### Work to be completed
If a line contains "on every startup", it is the last one to write out; begin with the first line of the records and copy each exactly.

### Entries provided
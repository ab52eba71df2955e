use chrono::Utc;
use ratatui::{
    layout::Rect,
    text::{Line, Span},
    widgets::{Block, BorderType, Borders, Paragraph},
    Frame,
};

use crate::models::Activity;
use crate::tui::theme;
use crate::utils::format::{format_distance, format_moving_time, format_relative};

pub fn render(frame: &mut Frame, area: Rect, last_run: Option<&Activity>) {
    let block = Block::default()
        .title(Span::styled(" Last run ", theme::accent()))
        .borders(Borders::ALL)
        .border_type(BorderType::Rounded)
        .border_style(theme::border())
        .style(theme::surface());

    let text = match last_run {
        Some(run) => vec![
            Line::from(""),
            Line::from(Span::styled(format!("  {}", run.name), theme::bold())),
            Line::from(Span::styled(
                format!(
                    "  {} in {}, {}.",
                    format_distance(run.distance),
                    format_moving_time(run.moving_time),
                    format_relative(run.date, Utc::now())
                ),
                theme::dim(),
            )),
        ],
        None => vec![
            Line::from(""),
            Line::from(Span::styled("  No runs recorded yet", theme::dim())),
        ],
    };

    frame.render_widget(Paragraph::new(text).block(block), area);
}
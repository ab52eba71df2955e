pub mod calculator;

pub use calculator::{ActivityDay, calculate_streak, calculate_streaks};
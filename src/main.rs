mod cli;
mod config;
mod db;
mod error;
mod models;
mod pace;
mod streak;
mod tui;
mod utils;

use anyhow::{Context, Result};
use clap::Parser;
use log::debug;
use rusqlite::Connection;

use cli::args::{Cli, Commands};
use cli::handlers;
use config::AppConfig;
use db::migrations::run_migrations;

fn main() -> Result<()> {
    env_logger::init();

    let cli = Cli::parse();
    let mut config = AppConfig::load().context("Loading config")?;

    // Ensure data directory exists and open DB
    AppConfig::ensure_data_dir()?;
    let db_path = AppConfig::db_path()?;
    let conn = Connection::open(&db_path)
        .with_context(|| format!("Opening database at {:?}", db_path))?;
    debug!("Using database at {:?}", db_path);

    conn.execute_batch("PRAGMA journal_mode=WAL;")?;

    // Run migrations on every startup
    run_migrations(&conn)?;

    match cli.command {
        Some(Commands::Streak { date, json }) => {
            handlers::handle_streak(&conn, &config, date.as_deref(), json)?;
        }
        Some(Commands::Stats) => {
            handlers::handle_stats(&conn, &config)?;
        }
        Some(Commands::List { limit }) => {
            handlers::handle_list(&conn, limit)?;
        }
        Some(Commands::Add {
            date,
            distance,
            time,
            sport,
            name,
        }) => {
            handlers::handle_add(&conn, &date, distance, &time, &sport, name.as_deref())?;
        }
        Some(Commands::Import { file }) => {
            handlers::handle_import(&conn, &file)?;
        }
        Some(Commands::Pace { action }) => {
            handlers::handle_pace(&mut config, &action)?;
        }
        Some(Commands::Distance { action }) => {
            handlers::handle_distance(&mut config, &action)?;
        }

        // No subcommand → launch TUI
        None => {
            tui::app::run(conn, config)?;
        }
    }

    Ok(())
}
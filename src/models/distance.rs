use anyhow::{Result, bail};
use serde::{Deserialize, Serialize};

use crate::pace::codec::ONE_MILE;

pub const MIN_DISTANCE_M: f64 = 1.0;
pub const MAX_DISTANCE_M: f64 = 100_000_000.0;
pub const MAX_LABEL_LEN: usize = 20;

/// A row in the pace table: the pace is shown as time over `distance_m`.
#[derive(Debug, Clone, PartialEq, Serialize, Deserialize)]
pub struct Distance {
    pub id: String,
    pub label: String,
    pub distance_m: f64,
    #[serde(default)]
    pub show_ms: bool,
}

impl Distance {
    pub fn new(id: &str, label: &str, distance_m: f64, show_ms: bool) -> Self {
        Self {
            id: id.to_string(),
            label: label.to_string(),
            distance_m,
            show_ms,
        }
    }

    pub fn validate(&self) -> Result<()> {
        if self.id.is_empty() {
            bail!("Distance id must not be empty");
        }
        let label_len = self.label.chars().count();
        if label_len == 0 || label_len > MAX_LABEL_LEN {
            bail!(
                "Label '{}' must be between 1 and {} characters",
                self.label,
                MAX_LABEL_LEN
            );
        }
        if !(MIN_DISTANCE_M..=MAX_DISTANCE_M).contains(&self.distance_m) {
            bail!(
                "Distance {} is out of range ({}–{} m)",
                self.distance_m,
                MIN_DISTANCE_M,
                MAX_DISTANCE_M
            );
        }
        Ok(())
    }

    pub fn defaults() -> Vec<Distance> {
        vec![
            Distance::new("100m", "100m", 100.0, true),
            Distance::new("1km", "min/km", 1000.0, false),
            Distance::new("1500m", "1500m", 1500.0, false),
            Distance::new("mile", "min/mile", ONE_MILE, false),
            Distance::new("3000m", "3000m", 3000.0, false),
            Distance::new("5km", "5k", 5000.0, false),
            Distance::new("10km", "10k", 10_000.0, false),
            Distance::new("15km", "15k", 15_000.0, false),
        ]
    }

    /// Common race distances offered when adding a row.
    pub fn presets() -> Vec<Distance> {
        vec![
            Distance::new("400m", "400m", 400.0, true),
            Distance::new("800m", "800m", 800.0, true),
            Distance::new("mile-race", "Mile", 1609.0, false),
            Distance::new("half", "Half marathon", 21_097.0, false),
            Distance::new("marathon", "Marathon", 42_195.0, false),
        ]
    }

    pub fn find_preset(name: &str) -> Option<Distance> {
        let wanted = name.to_lowercase();
        Self::presets()
            .into_iter()
            .find(|d| d.id == wanted || d.label.to_lowercase() == wanted)
    }
}

/// Turn a label into an id that doesn't collide with `taken`.
pub fn unique_id(label: &str, taken: &[Distance]) -> String {
    let slug: String = label
        .to_lowercase()
        .chars()
        .map(|c| if c.is_ascii_alphanumeric() { c } else { '-' })
        .collect::<String>()
        .split('-')
        .filter(|part| !part.is_empty())
        .collect::<Vec<_>>()
        .join("-");
    let base = if slug.is_empty() { "distance".to_string() } else { slug };

    let mut candidate = base.clone();
    let mut n = 2;
    while taken.iter().any(|d| d.id == candidate) {
        candidate = format!("{}-{}", base, n);
        n += 1;
    }
    candidate
}

#[cfg(test)]
mod tests {
    use super::*;

    #[test]
    fn defaults_are_valid() {
        for d in Distance::defaults() {
            d.validate().unwrap();
        }
        for d in Distance::presets() {
            d.validate().unwrap();
        }
    }

    #[test]
    fn rejects_out_of_range_rows() {
        assert!(Distance::new("x", "x", 0.5, false).validate().is_err());
        assert!(Distance::new("x", "", 100.0, false).validate().is_err());
        assert!(
            Distance::new("x", "a label that is far too long", 100.0, false)
                .validate()
                .is_err()
        );
        assert!(Distance::new("x", "x", 100_000_001.0, false).validate().is_err());
    }

    #[test]
    fn unique_id_appends_a_suffix_on_collision() {
        let taken = Distance::defaults();
        assert_eq!(unique_id("Half Marathon", &taken), "half-marathon");
        assert_eq!(unique_id("100m", &taken), "100m-2");
        assert_eq!(unique_id("!!", &taken), "distance");
    }

    #[test]
    fn presets_match_by_label_or_id() {
        assert_eq!(Distance::find_preset("marathon").unwrap().distance_m, 42_195.0);
        assert_eq!(Distance::find_preset("Half marathon").unwrap().id, "half");
        assert!(Distance::find_preset("ultra").is_none());
    }
}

### Output of the exercise
repository ab52eba71df2955e
use chrono::Utc;
use ratatui::{
    layout::Rect,
    text::{Line, Span},
    widgets::{Block, BorderType, Borders, Paragraph},
    Frame,
};

use crate::models::Activity;
use crate::tui::theme;
use crate::utils::format::{format_distance, format_moving_time, format_relative};

pub fn render(frame: &mut Frame, area: Rect, last_run: Option<&Activity>) {
    let block = Block::default()
        .title(Span::styled(" Last run ", theme::accent()))
        .borders(Borders::ALL)
        .border_type(BorderType::Rounded)
        .border_style(theme::border())
        .style(theme::surface());

    let text = match last_run {
        Some(run) => vec![
            Line::from(""),
            Line::from(Span::styled(format!("  {}", run.name), theme::bold())),
            Line::from(Span::styled(
                format!(
                    "  {} in {}, {}.",
                    format_distance(run.distance),
                    format_moving_time(run.moving_time),
                    format_relative(run.date, Utc::now())
                ),
                theme::dim(),
            )),
        ],
        None => vec![
            Line::from(""),
            Line::from(Span::styled("  No runs recorded yet", theme::dim())),
        ],
    };

    frame.render_widget(Paragraph::new(text).block(block), area);
}
repository ab52eba71df2955e
pub mod calculator;

pub use calculator::{ActivityDay, calculate_streak, calculate_streaks};
filename src/main.rs
mod cli;
mod config;
mod db;
mod error;
mod models;
mod pace;
mod streak;
mod tui;
mod utils;

use anyhow::{Context, Result};
use clap::Parser;
use log::debug;
use rusqlite::Connection;

use cli::args::{Cli, Commands};
use cli::handlers;
use config::AppConfig;
use db::migrations::run_migrations;

fn main() -> Result<()> {
    env_logger::init();

    let cli = Cli::parse();
    let mut config = AppConfig::load().context("Loading config")?;

    // Ensure data directory exists and open DB
    AppConfig::ensure_data_dir()?;
    let db_path = AppConfig::db_path()?;
    let conn = Connection::open(&db_path)
        .with_context(|| format!("Opening database at {:?}", db_path))?;
    debug!("Using database at {:?}", db_path);

    conn.execute_batch("PRAGMA journal_mode=WAL;")?;

    // Run migrations on every startup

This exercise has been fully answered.